[What is required] Reproduce exactly the lines of the material beneath, from the line that contains "let mut rejected = 0_usize;" to the line that contains "column from the", both included, and no other lines.

[Records for the exercise]
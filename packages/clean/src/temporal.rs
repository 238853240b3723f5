//! Date-of-stop validation, time-of-stop parsing, and the derived timestamp.

use chrono::{Datelike as _, NaiveDate, NaiveDateTime, NaiveTime};
use traffic_violations_lookup::PipelineConfig;
use traffic_violations_record_models::{RecordSet, Value};

use crate::CleanError;

// Two-digit years come first so `"09/24/13"` is not read as year 13.
const DATE_FORMATS: &[&str] = &[
    "%m/%d/%y", "%m/%d/%Y", "%Y-%m-%d", "%Y/%m/%d", "%m-%d-%Y", "%d-%b-%Y", "%b %d, %Y",
    "%B %d, %Y",
];

const DATETIME_FORMATS: &[&str] = &[
    "%Y-%m-%d %H:%M:%S",
    "%Y-%m-%d %H:%M:%S%.f",
    "%Y-%m-%dT%H:%M:%S",
    "%Y-%m-%dT%H:%M:%S%.f",
    "%m/%d/%Y %H:%M:%S",
    "%m/%d/%Y %H:%M",
    "%m/%d/%Y %I:%M:%S %p",
    "%m/%d/%Y %I:%M %p",
];

const TIME_FORMATS: &[&str] = &[
    "%H:%M:%S",
    "%H:%M",
    "%H:%M:%S%.f",
    "%I:%M:%S %p",
    "%I:%M %p",
    "%I:%M%p",
];

/// Parses a date in any of the common US and ISO layouts. A trailing time
/// of day is accepted and discarded.
#[must_use]
pub fn parse_date(raw: &str) -> Option<NaiveDate> {
    let raw = raw.trim();
    DATE_FORMATS
        .iter()
        .find_map(|fmt| NaiveDate::parse_from_str(raw, fmt).ok())
        .or_else(|| parse_datetime(raw).map(|dt| dt.date()))
}

/// Parses a full date and time of day.
#[must_use]
pub fn parse_datetime(raw: &str) -> Option<NaiveDateTime> {
    let raw = raw.trim();
    DATETIME_FORMATS
        .iter()
        .find_map(|fmt| NaiveDateTime::parse_from_str(raw, fmt).ok())
}

/// Parses a time of day. Dots are read as colons (`"14.05.00"`).
#[must_use]
pub fn parse_time(raw: &str) -> Option<NaiveTime> {
    let raw = raw.trim().replace('.', ":");
    TIME_FORMATS
        .iter()
        .find_map(|fmt| NaiveTime::parse_from_str(&raw, fmt).ok())
}

/// `true` if `date` is not in the future and its year lies in
/// `[min_year, today.year()]`.
#[must_use]
pub fn is_accepted_date(date: NaiveDate, min_year: i32, today: NaiveDate) -> bool {
    date <= today && (min_year..=today.year()).contains(&date.year())
}

fn date_of(value: &Value) -> Option<NaiveDate> {
    match value {
        Value::Date(d) => Some(*d),
        Value::Timestamp(ts) => Some(ts.date()),
        Value::Text(s) => parse_date(s),
        _ => None,
    }
}

fn time_of(value: &Value) -> Option<NaiveTime> {
    match value {
        Value::Time(t) => Some(*t),
        Value::Timestamp(ts) => Some(ts.time()),
        Value::Text(s) => parse_time(s),
        _ => None,
    }
}

/// Replaces the date-of-stop column with validated dates. Unparseable,
/// future, or out-of-window dates become missing.
///
/// # Errors
///
/// Returns [`CleanError::Record`] if the column is absent.
pub fn clean_date_of_stop(
    records: &mut RecordSet,
    config: &PipelineConfig,
    today: NaiveDate,
) -> Result<(), CleanError> {
    let min_year = config.temporal.min_year;
    let mut rejected = 0_usize;
    for value in records.require_mut(&config.columns.date_of_stop)? {
        let date = date_of(value).filter(|d| is_accepted_date(*d, min_year, today));
        if date.is_none() && !value.is_missing() {
            rejected += 1;
        }
        *value = date.map_or(Value::Missing, Value::Date);
    }
    if rejected > 0 {
        log::debug!("Rejected {rejected} dates of stop");
    }
    Ok(())
}

/// Parses the time-of-stop column and derives the timestamp column from the
/// (already validated) date and the time. The timestamp is missing whenever
/// either part is.
///
/// # Errors
///
/// Returns [`CleanError::Record`] if the date or time column is absent.
pub fn clean_time_of_stop(
    records: &mut RecordSet,
    config: &PipelineConfig,
) -> Result<(), CleanError> {
    let columns = &config.columns;
    for value in records.require_mut(&columns.time_of_stop)? {
        *value = time_of(value).map_or(Value::Missing, Value::Time);
    }

    let dates = records.require(&columns.date_of_stop)?;
    let times = records.require(&columns.time_of_stop)?;
    let timestamps: Vec<Value> = dates
        .iter()
        .zip(times)
        .map(|(date, time)| match (date_of(date), time_of(time)) {
            (Some(d), Some(t)) => Value::Timestamp(d.and_time(t)),
            _ => Value::Missing,
        })
        .collect();

    records.set_column(&columns.timestamp, timestamps)?;
    Ok(())
}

[Output]
    let mut rejected = 0_usize;
    for value in records.require_mut(&config.columns.date_of_stop)? {
        let date = date_of(value).filter(|d| is_accepted_date(*d, min_year, today));
        if date.is_none() && !value.is_missing() {
            rejected += 1;
        }
        *value = date.map_or(Value::Missing, Value::Date);
    }
    if rejected > 0 {
        log::debug!("Rejected {rejected} dates of stop");
    }
    Ok(())
}

/// Parses the time-of-stop column and derives the timestamp column from the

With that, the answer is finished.